# How do you guys gather the courage to actually see a therapist?



## krista91 (Feb 11, 2011)

To me, it's like going to a party or any other social event.. Which means, I am terrified of going to see a therapist.. How have your first times been? Where do you get the courage?:afr


----------



## JimmyDeansRetartedCousin (Nov 28, 2009)

It's simply something that _has to be done_.

And fear takes a backseat when your quality of life is on the line. So go see your therapist and work out what you have to do.

I'm not saying it's easy, but the best things in life aren't easy.

Therapy is a really useful tool.

(Oh and my first times were hard, it was all pretty hard, I had to work through a lot of deep seeded negativity and I felt even worse in the initial stages, but I wasn't discouraged and it paid off!)


----------



## puffins (Mar 9, 2011)

i first went when i was very very young, took a 5 year break and went back last tuesday. I first talked to her on the phone about my fears about the whole thing, she reminded me i dont NEED to come in (i had said i have to, i just have to but im scared) and reminded me i can leave or take a break anytime during the session and just to think of it as something im doing for myself and shes there for me and theres no judgement, that its a safe place to talk about anything and everything. So i had a panic attack an hour before anyway, but i still went and honestly, it was a breeze, once i left my mind felt clearer, first session and im already comfortable around her. I hope you find your strength! Its not for everyone but if you think itll help by all means make an appointment and dont look back.


----------



## Monroee (Aug 26, 2009)

I gathered the courage because my life got so horrid.

When things get so bad, you suddenly don't care about spilling your life to a complete stranger.

Of course the first couple times are hard, but you get used to it pretty fast. Or at least I did.


----------



## kesker (Mar 29, 2011)

My first therapist was suggested to me so, in that way, it was not so difficult. What is difficult, is to find a therapist who truly understands the SAD experience. They can be incredible therapists and still not be able to help with this specific issue. As for getting yourself in there. For me, I was just desperate and had to try it. I agree it's not easy the first time but you come to look forward to it.


----------



## iwishiwasaway (Dec 7, 2006)

I have been dealing with the same issue. I tend to ignore problems. SA and depression has definitely lessened my quality of life. I should have went to therapy and stick with it a loong time ago. Now I kinda have the bad feeling its too late. The damage is done.


----------



## IsThereAComputerOption (Apr 15, 2011)

I have the phone in front of me now, I just can't do it.


----------



## wheels00 (Feb 24, 2011)

Put the therapists number on speed dial and then wait for a moment of confidence when you can just press the button an dial...

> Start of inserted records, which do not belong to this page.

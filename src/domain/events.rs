//! Account events published on the event bus.
//!
//! Subscribers (the notification collaborator, the server's log task) decide
//! what to do with them; nothing here renders or sends messages.

use serde::Serialize;

use super::{AccountCodeId, UserId};

#[derive(Clone, Debug, Serialize)]
#[serde(tag = "type", content = "payload")]
pub enum AccountEvent {
    AccountCodeIssued {
        code_id: AccountCodeId,
        email: String,
        issued_by: Option<UserId>,
    },
    AccountCodeRedeemed {
        code_id: AccountCodeId,
        new_user_id: UserId,
        username: String,
        issued_by: Option<UserId>,
        notify_issuer: bool,
    },
    AccountCodeRevoked {
        code_id: AccountCodeId,
        revoked_by: UserId,
    },
    AccessTokensEvicted {
        user_id: UserId,
        count: usize,
    },
    AccountDeleted {
        user_id: UserId,
    },
}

if you've still not called after a week write and email or letter and say that you have a phobia of making phone calls and would like to arrange an appointment through writing, or that you would like the therapist to call you

If a therapist isn't willing to let you get in contact with them that way at first, then they're probably not for you


----------



## leave me alone (Apr 1, 2011)

Yeah me too. I dont think therapist can help me anymore. I could never convince myself and get any kind of help for my SA. I tried to fight it alone, but i didnt try hard enough. I will be probably paying for that for the rest of my life.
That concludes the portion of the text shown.